[GOAL OF THE EXERCISE] Using the records below, filter out every line that lacks "SessionContext" and copy the rest.

[DATA]
□ □ □ □ □ □ □
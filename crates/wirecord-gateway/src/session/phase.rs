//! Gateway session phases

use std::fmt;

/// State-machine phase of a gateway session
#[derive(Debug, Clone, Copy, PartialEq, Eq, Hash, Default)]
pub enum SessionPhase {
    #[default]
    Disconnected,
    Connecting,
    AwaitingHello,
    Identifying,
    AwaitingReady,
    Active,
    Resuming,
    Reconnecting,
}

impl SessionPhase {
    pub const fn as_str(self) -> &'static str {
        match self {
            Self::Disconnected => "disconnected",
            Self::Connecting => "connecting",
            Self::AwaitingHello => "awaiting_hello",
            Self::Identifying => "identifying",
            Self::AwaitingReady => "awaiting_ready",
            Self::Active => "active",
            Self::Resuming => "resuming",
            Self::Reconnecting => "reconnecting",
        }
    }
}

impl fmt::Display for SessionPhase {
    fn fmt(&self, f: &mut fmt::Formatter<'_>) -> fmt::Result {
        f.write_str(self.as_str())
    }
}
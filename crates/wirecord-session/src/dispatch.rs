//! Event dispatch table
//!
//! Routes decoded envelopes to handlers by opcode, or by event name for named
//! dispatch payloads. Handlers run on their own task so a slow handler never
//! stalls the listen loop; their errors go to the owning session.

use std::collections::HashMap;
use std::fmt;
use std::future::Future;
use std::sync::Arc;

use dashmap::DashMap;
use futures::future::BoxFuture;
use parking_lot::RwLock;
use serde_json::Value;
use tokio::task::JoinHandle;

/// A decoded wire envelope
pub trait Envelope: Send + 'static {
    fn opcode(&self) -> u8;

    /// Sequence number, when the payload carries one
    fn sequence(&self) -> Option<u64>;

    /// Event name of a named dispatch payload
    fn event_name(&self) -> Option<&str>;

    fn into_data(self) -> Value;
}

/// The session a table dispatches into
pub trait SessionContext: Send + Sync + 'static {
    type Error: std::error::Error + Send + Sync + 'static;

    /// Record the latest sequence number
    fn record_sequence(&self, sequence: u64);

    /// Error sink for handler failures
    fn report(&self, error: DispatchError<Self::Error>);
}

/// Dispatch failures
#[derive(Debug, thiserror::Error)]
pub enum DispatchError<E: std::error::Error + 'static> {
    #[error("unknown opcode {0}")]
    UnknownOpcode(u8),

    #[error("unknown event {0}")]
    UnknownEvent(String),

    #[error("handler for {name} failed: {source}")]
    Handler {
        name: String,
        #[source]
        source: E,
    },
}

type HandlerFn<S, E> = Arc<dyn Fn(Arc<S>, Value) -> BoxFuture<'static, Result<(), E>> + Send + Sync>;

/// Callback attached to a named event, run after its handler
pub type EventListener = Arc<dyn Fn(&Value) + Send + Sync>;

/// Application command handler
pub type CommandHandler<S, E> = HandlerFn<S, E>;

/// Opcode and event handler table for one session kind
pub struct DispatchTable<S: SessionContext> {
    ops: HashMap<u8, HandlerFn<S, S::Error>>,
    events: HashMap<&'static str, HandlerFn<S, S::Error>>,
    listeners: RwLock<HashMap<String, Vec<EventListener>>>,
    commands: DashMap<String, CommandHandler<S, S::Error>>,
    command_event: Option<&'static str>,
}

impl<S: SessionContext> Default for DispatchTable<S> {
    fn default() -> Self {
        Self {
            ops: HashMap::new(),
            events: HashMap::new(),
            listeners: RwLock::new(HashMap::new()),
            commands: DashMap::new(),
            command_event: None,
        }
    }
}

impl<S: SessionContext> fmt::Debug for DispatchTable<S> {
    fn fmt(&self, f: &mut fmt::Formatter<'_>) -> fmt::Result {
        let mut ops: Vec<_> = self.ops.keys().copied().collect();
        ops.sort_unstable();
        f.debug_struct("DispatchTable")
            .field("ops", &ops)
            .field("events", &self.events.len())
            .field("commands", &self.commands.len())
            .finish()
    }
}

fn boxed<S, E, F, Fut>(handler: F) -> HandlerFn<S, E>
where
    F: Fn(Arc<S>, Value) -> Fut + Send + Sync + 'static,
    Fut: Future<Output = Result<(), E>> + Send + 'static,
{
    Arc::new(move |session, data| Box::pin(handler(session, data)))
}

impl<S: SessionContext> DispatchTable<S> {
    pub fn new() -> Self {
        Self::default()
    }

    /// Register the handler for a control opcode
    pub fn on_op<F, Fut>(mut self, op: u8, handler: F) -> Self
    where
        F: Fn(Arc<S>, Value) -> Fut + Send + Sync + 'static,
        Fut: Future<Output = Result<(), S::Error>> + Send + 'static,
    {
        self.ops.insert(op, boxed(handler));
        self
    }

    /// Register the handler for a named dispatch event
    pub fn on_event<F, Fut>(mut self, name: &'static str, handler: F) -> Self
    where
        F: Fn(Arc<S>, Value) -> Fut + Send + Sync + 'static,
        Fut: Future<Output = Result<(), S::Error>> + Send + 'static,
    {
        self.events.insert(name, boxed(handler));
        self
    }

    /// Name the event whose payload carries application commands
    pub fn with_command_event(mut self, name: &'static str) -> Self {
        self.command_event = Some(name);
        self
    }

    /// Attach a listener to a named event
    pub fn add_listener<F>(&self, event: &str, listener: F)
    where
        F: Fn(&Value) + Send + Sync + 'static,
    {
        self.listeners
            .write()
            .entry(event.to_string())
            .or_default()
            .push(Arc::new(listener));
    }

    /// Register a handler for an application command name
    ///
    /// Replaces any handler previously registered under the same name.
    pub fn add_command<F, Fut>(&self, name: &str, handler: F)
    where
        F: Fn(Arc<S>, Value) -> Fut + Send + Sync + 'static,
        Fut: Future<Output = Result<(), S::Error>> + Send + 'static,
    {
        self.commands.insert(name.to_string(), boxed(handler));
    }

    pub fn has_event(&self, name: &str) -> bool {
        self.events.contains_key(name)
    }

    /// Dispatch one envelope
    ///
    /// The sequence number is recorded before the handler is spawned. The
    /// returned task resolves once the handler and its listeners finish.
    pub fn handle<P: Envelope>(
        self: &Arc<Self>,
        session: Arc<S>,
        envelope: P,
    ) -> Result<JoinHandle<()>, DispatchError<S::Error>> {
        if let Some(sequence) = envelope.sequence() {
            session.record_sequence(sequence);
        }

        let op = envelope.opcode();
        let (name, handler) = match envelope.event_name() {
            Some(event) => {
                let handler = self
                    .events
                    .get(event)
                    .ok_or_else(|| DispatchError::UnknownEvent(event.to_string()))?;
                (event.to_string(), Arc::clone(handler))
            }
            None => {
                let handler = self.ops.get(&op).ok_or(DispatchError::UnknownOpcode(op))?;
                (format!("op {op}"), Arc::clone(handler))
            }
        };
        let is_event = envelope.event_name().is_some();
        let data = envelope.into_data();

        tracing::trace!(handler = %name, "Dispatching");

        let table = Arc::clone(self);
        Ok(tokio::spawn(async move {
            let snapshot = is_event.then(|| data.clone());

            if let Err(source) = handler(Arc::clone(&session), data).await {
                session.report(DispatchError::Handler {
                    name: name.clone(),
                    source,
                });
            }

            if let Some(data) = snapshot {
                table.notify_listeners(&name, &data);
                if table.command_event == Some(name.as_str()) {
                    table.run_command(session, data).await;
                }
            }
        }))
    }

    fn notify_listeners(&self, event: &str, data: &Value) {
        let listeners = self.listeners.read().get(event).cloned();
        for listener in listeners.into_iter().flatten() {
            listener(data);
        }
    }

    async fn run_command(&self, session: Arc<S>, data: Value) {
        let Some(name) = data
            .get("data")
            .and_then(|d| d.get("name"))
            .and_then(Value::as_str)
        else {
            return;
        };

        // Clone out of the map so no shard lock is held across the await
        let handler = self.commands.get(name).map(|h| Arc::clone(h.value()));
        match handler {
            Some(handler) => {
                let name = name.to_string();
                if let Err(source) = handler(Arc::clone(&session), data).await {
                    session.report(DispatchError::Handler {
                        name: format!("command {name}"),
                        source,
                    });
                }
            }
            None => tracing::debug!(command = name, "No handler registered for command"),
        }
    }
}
□ □ □ □ □ □ □
[RESULT FOR THIS EXERCISE]
pub trait SessionContext: Send + Sync + 'static {
pub struct DispatchTable<S: SessionContext> {
impl<S: SessionContext> Default for DispatchTable<S> {
impl<S: SessionContext> fmt::Debug for DispatchTable<S> {
impl<S: SessionContext> DispatchTable<S> {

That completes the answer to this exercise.